Post-operative characteristics, used as study outcomes, are long hospital stay (defined as longer versus shorter than 1 day), re-admission (any possible procedure related hospital visit, including re-treatment), and post-operative complications according to the Clavien–Dindo Grading system [7]. The follow-up period for the registration of post-operative complications was 3 months.
Statistical analysis
Descriptive information is presented as mean with the standard deviation for continuous normally distributed variables, and median with inter-quartile ranges for continuous skewed variables. Categorical variables are presented as percentages. Descriptive data and percentages were based on available data. To compare outcomes between groups, Pearson’s Chi-square or Fisher’s exact test was used for dichotomous and categorical variables. A Student’s t test was used for continuous normally distributed variables and a Mann–Whitney U test for skewed variables.
Anzeige
Logistic regression analyses were used to determine which variables could predict stone impaction and to evaluate the association between stone impaction and outcomes after ureterolithotripsy.
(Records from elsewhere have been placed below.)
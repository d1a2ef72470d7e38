// SPDX-License-Identifier: GPL-3.0-or-later
// Copyright 2026 Tobias Sarnowski

//! Paginated directory listing.
//!
//! A listing is a remote session: `LS_INIT` opens it and returns the first
//! batch, `LS_NEXT` returns further batches until one comes back empty, and
//! `LS_EXIT` closes it. Each batch is held in a page until every record has
//! been handed to the caller's filler. A filler that runs out of room stops
//! the walk on the current record; the next [`FsClient::read_dir`] resumes
//! at exactly that record without asking the peer for anything.

use ambalink_abi::ambafs::{
    Command, LS_CONTINUE_PAYLOAD, MSG_PARAM_OFFSET, READDIR_PAGE_SIZE, StatType,
    stat_record_stride,
};
use ambalink_ipc::platform::Platform;
use tracing::{debug, trace, warn};

use super::{FsClient, FsError, InodeFlags, InodeKind, MsgBuffer, child_path};
use crate::transport::RemoteCall;

/// First offset handed to the filler; 0 and 1 belong to `.` and `..`.
const FIRST_OFFSET: u64 = 2;

/// Smallest link count a listed directory can have.
const MIN_DIR_NLINK: u32 = 2;

/// One entry handed to the filler.
#[derive(Clone, Copy, Debug, PartialEq, Eq)]
pub struct DirEntry<'a> {
    /// Entry name.
    pub name: &'a str,
    /// Position of the entry within the listing.
    pub offset: u64,
    /// Inode number of the cached child.
    pub ino: u64,
    /// File type.
    pub kind: InodeKind,
}

/// Filler verdict.
#[derive(Clone, Copy, Debug, PartialEq, Eq)]
pub enum Fill {
    /// The entry was taken.
    Continue,
    /// No room for the entry; stop here.
    Full,
}

/// Outcome of one [`FsClient::read_dir`] call.
#[derive(Clone, Copy, Debug, PartialEq, Eq)]
pub enum ReadDir {
    /// The filler filled up; call again to continue.
    Paused,
    /// Every entry has been emitted and the session is closed.
    Done,
}

/// Current remote batch.
struct Batch {
    page: MsgBuffer,
    /// Absolute offset of the next record in `page`.
    cursor: usize,
    /// Records left in `page`.
    remaining: u8,
    /// Directory records seen so far, `.` and `..` included.
    subdirs: u32,
}

enum State {
    Fresh,
    Active(Batch),
    Finished,
}

/// An open directory listing.
pub struct DirHandle {
    path: String,
    offset: u64,
    state: State,
}

impl DirHandle {
    /// Directory being listed.
    #[must_use]
    pub fn path(&self) -> &str {
        &self.path
    }

    /// Offset the next emitted entry will carry.
    #[must_use]
    pub const fn offset(&self) -> u64 {
        self.offset
    }

    /// True once the listing has completed or failed.
    #[must_use]
    pub const fn is_finished(&self) -> bool {
        matches!(self.state, State::Finished)
    }
}

impl<P: Platform, T: RemoteCall> FsClient<P, T> {
    /// Open the cached directory at `path` for listing.
    pub fn open_dir(&self, path: &str) -> Result<DirHandle, FsError> {
        let dir = self.inodes.get(path).ok_or(FsError::NotFound)?;
        if dir.kind() != InodeKind::Dir {
            return Err(FsError::NotFound);
        }
        Ok(DirHandle {
            path: path.to_owned(),
            offset: FIRST_OFFSET,
            state: State::Fresh,
        })
    }

    /// Emit entries to `filler` until it is full or the listing ends.
    ///
    /// Every record refreshes the child's inode and marks it to skip the
    /// next getattr. When the listing ends the directory's link count is set
    /// from the number of subdirectories seen, never below 2. An empty first
    /// batch closes the session at once and leaves the link count alone.
    pub fn read_dir<F>(&self, handle: &mut DirHandle, mut filler: F) -> Result<ReadDir, FsError>
    where
        F: FnMut(DirEntry<'_>) -> Fill,
    {
        if matches!(handle.state, State::Fresh) {
            match self.ls_init(&handle.path) {
                Ok(mut batch) if batch.remaining == 0 => {
                    debug!(path = %handle.path, "empty listing");
                    self.ls_exit(&mut batch.page);
                    handle.state = State::Finished;
                    return Ok(ReadDir::Done);
                }
                Ok(batch) => handle.state = State::Active(batch),
                Err(err) => {
                    handle.state = State::Finished;
                    return Err(err);
                }
            }
        }
        let State::Active(batch) = &mut handle.state else {
            return Ok(ReadDir::Done);
        };

        loop {
            while batch.remaining > 0 {
                let Some((stat, raw)) = batch.page.record(batch.cursor) else {
                    warn!(path = %handle.path, cursor = batch.cursor, "malformed listing record");
                    self.ls_exit(&mut batch.page);
                    handle.state = State::Finished;
                    return Err(FsError::Io);
                };
                let stride = stat_record_stride(raw.len());
                let name = String::from_utf8_lossy(raw).into_owned();
                let is_dir = stat.stat_type() == StatType::Dir;
                if is_dir {
                    batch.subdirs += 1;
                }
                let kind = InodeKind::from_stat(stat.stat_type());

                if name != "." && name != ".." {
                    let child = self
                        .inodes
                        .get_or_alloc(&child_path(&handle.path, &name), &stat);
                    child.update_from_stat(&stat);
                    child.insert_flags(InodeFlags::SKIP_GET_STAT);
                    let entry = DirEntry {
                        name: &name,
                        offset: handle.offset,
                        ino: child.ino(),
                        kind,
                    };
                    if filler(entry) == Fill::Full {
                        // Counted again when the record is retried.
                        if is_dir {
                            batch.subdirs -= 1;
                        }
                        trace!(path = %handle.path, name, "listing paused");
                        return Ok(ReadDir::Paused);
                    }
                    handle.offset += 1;
                }

                batch.cursor += stride;
                batch.remaining -= 1;
            }

            batch
                .page
                .set_request(Command::LsNext, self.config.ls_batch, LS_CONTINUE_PAYLOAD);
            if let Err(err) = self
                .transport
                .exec(batch.page.as_mut_bytes(), LS_CONTINUE_PAYLOAD)
            {
                self.ls_exit(&mut batch.page);
                handle.state = State::Finished;
                return Err(err.into());
            }
            let count = batch.page.flag();
            trace!(path = %handle.path, count, "listing batch");
            if count == 0 {
                if let Some(dir) = self.inodes.get(&handle.path) {
                    dir.set_nlink(batch.subdirs.max(MIN_DIR_NLINK));
                }
                self.ls_exit(&mut batch.page);
                handle.state = State::Finished;
                return Ok(ReadDir::Done);
            }
            batch.cursor = MSG_PARAM_OFFSET;
            batch.remaining = count;
        }
    }

    /// Close `handle`, ending the remote session if it is still open.
    pub fn close_dir(&self, handle: DirHandle) {
        if let State::Active(mut batch) = handle.state {
            self.ls_exit(&mut batch.page);
        }
    }

    fn ls_init(&self, path: &str) -> Result<Batch, FsError> {
        let mut page = MsgBuffer::try_new(READDIR_PAGE_SIZE)?;
        let len = page.put_path(0, &[&self.config.mount_root, path, "/*"])?;
        page.set_request(Command::LsInit, self.config.ls_batch, len);
        debug!(path, batch = self.config.ls_batch, "listing");
        self.transport.exec(page.as_mut_bytes(), len)?;

        let count = page.flag();
        if count == 0 {
            if let Some(code) = page.stat(0).error_code() {
                warn!(path, code, "remote listing failed");
                self.ls_exit(&mut page);
                return Err(FsError::Io);
            }
        }
        Ok(Batch {
            page,
            cursor: MSG_PARAM_OFFSET,
            remaining: count,
            subdirs: 0,
        })
    }

    fn ls_exit(&self, page: &mut MsgBuffer) {
        page.set_request(Command::LsExit, 0, LS_CONTINUE_PAYLOAD);
        if let Err(err) = self
            .transport
            .send(page.as_bytes(), LS_CONTINUE_PAYLOAD, None)
        {
            warn!(%err, "closing remote listing failed");
        }
    }
}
Outcomes tested were SFR and intra-and post-operative complications. Outcomes were adjusted for possible confounders, including gender, ASA-score, positive pre-operative urine culture, prior stone treatment, stone burden, ureteroscopy type, difference in fragmentation device, operation time, pre-operative stent placement, and post-operative ureteral stent placement, and for differences in evaluation modalities uses to determine the absence of residual fragments.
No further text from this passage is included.